Prolonged mitotic arrest causes the loss of 3’-overhangs and ATM activation. (a) Schematic of the timing of experiments in panel b. (b) Quantification of the ratio between native and denatured signals from telomeric southern analysis of IMR90 cells (white bars) or IMR90 E6E7 cells (black bars).
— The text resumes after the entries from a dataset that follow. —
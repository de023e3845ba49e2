use geoshiftcore::RecordStore;
use serde::{Deserialize, Serialize};

/// One placemark: an image at its final position.
#[derive(Debug, Clone, PartialEq, Serialize, Deserialize)]
pub struct VisualizationPoint {
    pub name: String,
    pub lon: f64,
    pub lat: f64,
    pub altitude: f64,
}

#[derive(Debug, Clone, Default, Serialize, Deserialize)]
pub struct VisualizationModel {
    pub points: Vec<VisualizationPoint>,
}

impl VisualizationModel {
    /// Georeferenced records only.
    pub fn from_store(store: &RecordStore) -> Self {
        let points = store
            .georeferenced()
            .filter_map(|record| {
                let position = record.position()?;
                Some(VisualizationPoint {
                    name: record.name().to_string(),
                    lon: position.lon,
                    lat: position.lat,
                    altitude: record.altitude(),
                })
            })
            .collect();
        Self { points }
    }
}

#[cfg(test)]
mod tests {
    use super::*;
    use geoshiftcore::{GeoRecord, GeoSample};

    #[test]
    fn model_skips_unreferenced_records() {
        let store: RecordStore = vec![
            GeoRecord::from_sample("a", "a.jpg", GeoSample::new(10.0, 20.0, Some(5.0))).unwrap(),
            GeoRecord::unreferenced("b", "b.png"),
        ]
        .into_iter()
        .collect();
        let model = VisualizationModel::from_store(&store);
        assert_eq!(
            model.points,
            vec![VisualizationPoint {
                name: "a.jpg".into(),
                lon: 20.0,
                lat: 10.0,
                altitude: 5.0,
            }]
        );
    }
}
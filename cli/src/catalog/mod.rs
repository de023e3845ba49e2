pub mod scan;

pub use scan::{file_name, list_files, scan_directory};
The mean and standard deviation of three experiments is shown. (c) Western analysis of mock treated IMR90 E6E7 fibroblasts and cells expressing a scrambled shRNA or a shRNA targeting TRF2 with or without the indicated colcemid treatment. (d) Immunofluorescence image of metaphase chromosomes from IMR90 E6E7 cells with suppressed TRF2, exposed to 100 ng ml-1 colcemid for 24 hrs. (e) Quantification of γ-H2AX positive telomere fusions in IMR90 cells with suppressed TRF2, exposed to 20 ng ml-1 colcemid for 2 h or 100 ng ml-1 colcemid for 24 h. The mean and standard deviation of three experiments quantifying at least 135 fusions per experiment is shown. (f) Western analysis of asynchronous IMR90 fibroblasts and IMR90 cells released from G1-S arrest as shown. Where indicated, colcemid has been added 6 h after release.